Data
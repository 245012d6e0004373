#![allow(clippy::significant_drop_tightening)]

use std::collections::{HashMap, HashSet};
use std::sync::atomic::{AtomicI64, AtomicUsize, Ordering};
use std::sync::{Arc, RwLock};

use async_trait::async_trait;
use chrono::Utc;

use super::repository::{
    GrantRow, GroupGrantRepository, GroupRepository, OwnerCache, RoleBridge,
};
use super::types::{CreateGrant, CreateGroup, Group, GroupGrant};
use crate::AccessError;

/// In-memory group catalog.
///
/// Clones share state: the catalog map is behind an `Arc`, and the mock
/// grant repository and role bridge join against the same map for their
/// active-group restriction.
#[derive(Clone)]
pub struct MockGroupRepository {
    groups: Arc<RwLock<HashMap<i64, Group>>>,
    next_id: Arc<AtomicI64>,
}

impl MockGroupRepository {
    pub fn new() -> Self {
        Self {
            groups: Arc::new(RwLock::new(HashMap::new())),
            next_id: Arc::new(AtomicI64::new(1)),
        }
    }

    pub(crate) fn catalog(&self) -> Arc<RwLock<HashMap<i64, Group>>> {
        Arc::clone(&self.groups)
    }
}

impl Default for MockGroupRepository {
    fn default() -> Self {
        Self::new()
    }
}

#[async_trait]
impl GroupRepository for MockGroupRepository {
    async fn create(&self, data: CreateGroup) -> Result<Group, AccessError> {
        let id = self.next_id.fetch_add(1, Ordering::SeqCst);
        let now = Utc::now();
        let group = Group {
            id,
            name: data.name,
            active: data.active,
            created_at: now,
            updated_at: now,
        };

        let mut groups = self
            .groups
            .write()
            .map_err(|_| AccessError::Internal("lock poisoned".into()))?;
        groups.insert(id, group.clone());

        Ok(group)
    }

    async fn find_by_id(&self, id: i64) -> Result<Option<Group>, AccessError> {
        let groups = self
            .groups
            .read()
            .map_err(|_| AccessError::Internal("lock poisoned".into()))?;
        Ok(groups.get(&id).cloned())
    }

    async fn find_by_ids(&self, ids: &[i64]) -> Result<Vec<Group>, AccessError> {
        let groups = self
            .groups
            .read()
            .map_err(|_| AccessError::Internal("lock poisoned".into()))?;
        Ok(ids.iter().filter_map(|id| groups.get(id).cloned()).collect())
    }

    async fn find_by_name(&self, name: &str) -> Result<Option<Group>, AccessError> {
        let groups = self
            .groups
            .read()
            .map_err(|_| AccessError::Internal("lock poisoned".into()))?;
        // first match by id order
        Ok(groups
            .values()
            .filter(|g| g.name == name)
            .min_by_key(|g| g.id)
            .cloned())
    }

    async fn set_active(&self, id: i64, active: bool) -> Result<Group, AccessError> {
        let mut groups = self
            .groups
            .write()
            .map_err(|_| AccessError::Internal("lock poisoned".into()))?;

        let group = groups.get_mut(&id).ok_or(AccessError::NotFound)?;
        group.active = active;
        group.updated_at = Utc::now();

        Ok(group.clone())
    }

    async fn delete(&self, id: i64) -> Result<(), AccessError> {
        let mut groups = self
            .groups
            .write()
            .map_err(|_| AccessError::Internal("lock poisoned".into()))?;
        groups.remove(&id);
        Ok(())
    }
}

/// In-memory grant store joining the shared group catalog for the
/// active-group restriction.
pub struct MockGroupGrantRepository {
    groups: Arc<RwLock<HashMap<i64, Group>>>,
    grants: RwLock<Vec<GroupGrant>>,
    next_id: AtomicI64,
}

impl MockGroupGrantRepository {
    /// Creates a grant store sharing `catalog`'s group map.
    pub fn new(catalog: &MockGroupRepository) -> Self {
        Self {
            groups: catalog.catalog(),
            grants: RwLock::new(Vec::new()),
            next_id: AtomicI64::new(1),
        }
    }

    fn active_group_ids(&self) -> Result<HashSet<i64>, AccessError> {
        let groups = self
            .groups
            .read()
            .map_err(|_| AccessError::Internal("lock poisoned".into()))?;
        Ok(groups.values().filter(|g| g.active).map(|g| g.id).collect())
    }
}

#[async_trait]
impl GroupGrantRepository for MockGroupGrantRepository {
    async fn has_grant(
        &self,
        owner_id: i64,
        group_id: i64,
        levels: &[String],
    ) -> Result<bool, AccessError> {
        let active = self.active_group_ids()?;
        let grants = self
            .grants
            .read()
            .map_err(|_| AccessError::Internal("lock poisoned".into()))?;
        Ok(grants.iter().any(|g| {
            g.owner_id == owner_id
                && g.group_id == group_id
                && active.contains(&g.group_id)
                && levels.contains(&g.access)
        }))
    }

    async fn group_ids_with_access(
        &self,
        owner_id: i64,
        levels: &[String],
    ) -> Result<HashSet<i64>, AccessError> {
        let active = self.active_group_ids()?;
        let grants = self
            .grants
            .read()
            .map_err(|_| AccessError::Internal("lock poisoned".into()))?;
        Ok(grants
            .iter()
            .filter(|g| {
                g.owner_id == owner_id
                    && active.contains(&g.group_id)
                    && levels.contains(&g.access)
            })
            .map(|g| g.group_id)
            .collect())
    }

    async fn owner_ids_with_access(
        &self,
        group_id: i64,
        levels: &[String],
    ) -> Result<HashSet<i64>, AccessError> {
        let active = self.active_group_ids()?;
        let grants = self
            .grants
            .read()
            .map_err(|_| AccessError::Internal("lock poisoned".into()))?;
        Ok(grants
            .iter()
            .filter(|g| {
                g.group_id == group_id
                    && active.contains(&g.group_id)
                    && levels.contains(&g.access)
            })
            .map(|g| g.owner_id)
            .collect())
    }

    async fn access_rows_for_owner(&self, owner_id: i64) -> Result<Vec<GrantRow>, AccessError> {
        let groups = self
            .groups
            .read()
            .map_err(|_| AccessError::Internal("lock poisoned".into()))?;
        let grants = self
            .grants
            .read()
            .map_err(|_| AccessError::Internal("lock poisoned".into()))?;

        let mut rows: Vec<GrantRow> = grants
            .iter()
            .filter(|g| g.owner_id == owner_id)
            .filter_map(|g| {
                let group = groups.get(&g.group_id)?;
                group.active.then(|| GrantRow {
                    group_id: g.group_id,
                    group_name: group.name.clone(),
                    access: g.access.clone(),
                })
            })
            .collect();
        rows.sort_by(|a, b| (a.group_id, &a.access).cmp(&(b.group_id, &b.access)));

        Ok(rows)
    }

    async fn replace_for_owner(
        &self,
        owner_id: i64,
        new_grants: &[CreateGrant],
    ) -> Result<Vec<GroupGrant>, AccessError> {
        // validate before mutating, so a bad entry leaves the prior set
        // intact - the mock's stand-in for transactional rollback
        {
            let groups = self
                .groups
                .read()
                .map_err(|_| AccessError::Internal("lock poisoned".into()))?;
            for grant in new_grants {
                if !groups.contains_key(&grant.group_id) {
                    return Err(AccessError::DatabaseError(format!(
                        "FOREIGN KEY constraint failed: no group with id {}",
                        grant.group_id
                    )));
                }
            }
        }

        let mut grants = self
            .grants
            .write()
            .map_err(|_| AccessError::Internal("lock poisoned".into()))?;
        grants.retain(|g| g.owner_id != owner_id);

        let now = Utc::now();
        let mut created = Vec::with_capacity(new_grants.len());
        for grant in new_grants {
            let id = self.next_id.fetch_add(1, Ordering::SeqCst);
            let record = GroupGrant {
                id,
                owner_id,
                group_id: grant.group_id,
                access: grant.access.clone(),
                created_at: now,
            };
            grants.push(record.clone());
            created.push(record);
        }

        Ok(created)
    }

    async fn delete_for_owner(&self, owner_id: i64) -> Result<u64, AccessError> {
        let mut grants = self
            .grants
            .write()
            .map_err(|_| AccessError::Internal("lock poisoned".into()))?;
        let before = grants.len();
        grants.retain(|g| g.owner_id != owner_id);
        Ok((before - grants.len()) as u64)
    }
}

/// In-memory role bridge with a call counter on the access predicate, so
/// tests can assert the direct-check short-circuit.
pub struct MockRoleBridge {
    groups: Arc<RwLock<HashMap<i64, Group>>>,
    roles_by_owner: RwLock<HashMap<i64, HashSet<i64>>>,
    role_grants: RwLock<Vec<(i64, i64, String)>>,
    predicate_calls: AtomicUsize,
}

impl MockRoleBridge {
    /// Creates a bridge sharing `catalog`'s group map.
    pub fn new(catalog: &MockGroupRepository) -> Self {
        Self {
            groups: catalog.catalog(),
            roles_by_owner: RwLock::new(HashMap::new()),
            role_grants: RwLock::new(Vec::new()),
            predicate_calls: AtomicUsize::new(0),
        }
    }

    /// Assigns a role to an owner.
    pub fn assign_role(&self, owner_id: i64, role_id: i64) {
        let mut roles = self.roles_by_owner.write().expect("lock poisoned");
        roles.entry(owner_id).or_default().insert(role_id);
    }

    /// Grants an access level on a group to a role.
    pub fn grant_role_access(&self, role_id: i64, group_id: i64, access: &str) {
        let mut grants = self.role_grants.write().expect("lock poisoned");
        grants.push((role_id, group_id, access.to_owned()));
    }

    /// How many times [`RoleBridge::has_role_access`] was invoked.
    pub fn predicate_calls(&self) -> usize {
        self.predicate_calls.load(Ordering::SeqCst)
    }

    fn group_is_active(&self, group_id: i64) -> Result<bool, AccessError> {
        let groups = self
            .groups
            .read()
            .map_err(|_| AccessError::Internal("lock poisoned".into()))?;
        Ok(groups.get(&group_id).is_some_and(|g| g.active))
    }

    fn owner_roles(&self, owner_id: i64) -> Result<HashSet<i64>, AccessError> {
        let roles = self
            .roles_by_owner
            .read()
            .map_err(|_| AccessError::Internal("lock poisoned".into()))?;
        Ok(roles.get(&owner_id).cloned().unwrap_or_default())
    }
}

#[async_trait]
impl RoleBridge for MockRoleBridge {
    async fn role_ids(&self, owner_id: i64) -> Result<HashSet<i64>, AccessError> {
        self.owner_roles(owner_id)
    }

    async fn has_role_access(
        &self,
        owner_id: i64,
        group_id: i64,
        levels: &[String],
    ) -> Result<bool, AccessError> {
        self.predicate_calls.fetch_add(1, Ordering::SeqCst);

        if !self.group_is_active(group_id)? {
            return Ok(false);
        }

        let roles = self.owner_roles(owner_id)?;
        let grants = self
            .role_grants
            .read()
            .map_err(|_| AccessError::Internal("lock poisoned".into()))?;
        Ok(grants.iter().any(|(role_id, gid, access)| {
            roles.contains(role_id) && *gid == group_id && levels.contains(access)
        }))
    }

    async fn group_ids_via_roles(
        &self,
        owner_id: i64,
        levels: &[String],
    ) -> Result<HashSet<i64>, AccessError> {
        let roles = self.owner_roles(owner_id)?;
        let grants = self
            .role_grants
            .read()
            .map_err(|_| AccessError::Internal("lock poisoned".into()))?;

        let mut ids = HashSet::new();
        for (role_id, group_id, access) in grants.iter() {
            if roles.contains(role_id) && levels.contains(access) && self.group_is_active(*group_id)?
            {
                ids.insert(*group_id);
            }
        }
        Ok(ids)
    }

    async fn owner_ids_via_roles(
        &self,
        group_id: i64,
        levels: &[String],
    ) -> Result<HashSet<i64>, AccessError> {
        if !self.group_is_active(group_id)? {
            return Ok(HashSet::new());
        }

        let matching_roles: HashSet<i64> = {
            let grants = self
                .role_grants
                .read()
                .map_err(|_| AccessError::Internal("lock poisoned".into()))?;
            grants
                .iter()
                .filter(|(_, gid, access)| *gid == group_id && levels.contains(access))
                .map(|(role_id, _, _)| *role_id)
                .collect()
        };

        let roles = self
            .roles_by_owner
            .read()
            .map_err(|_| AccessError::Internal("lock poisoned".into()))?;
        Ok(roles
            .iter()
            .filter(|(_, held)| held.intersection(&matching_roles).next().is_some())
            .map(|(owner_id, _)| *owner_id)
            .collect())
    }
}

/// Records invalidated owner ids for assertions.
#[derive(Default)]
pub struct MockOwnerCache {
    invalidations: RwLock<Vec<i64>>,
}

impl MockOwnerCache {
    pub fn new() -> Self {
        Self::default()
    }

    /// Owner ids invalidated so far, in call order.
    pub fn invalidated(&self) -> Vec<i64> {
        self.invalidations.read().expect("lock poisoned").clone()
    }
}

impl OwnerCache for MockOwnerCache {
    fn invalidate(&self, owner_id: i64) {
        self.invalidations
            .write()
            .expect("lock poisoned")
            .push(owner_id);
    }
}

Exercise details
From the entries above, give again exactly the lines running from the line with "grants.push((role_id, group_id, access.to_owned()));" to the line with "fn owner_roles(&self, owner_id: i64)"; include both of those lines.

Response area
        grants.push((role_id, group_id, access.to_owned()));
    }

    /// How many times [`RoleBridge::has_role_access`] was invoked.
    pub fn predicate_calls(&self) -> usize {
        self.predicate_calls.load(Ordering::SeqCst)
    }

    fn group_is_active(&self, group_id: i64) -> Result<bool, AccessError> {
        let groups = self
            .groups
            .read()
            .map_err(|_| AccessError::Internal("lock poisoned".into()))?;
        Ok(groups.get(&group_id).is_some_and(|g| g.active))
    }

    fn owner_roles(&self, owner_id: i64) -> Result<HashSet<i64>, AccessError> {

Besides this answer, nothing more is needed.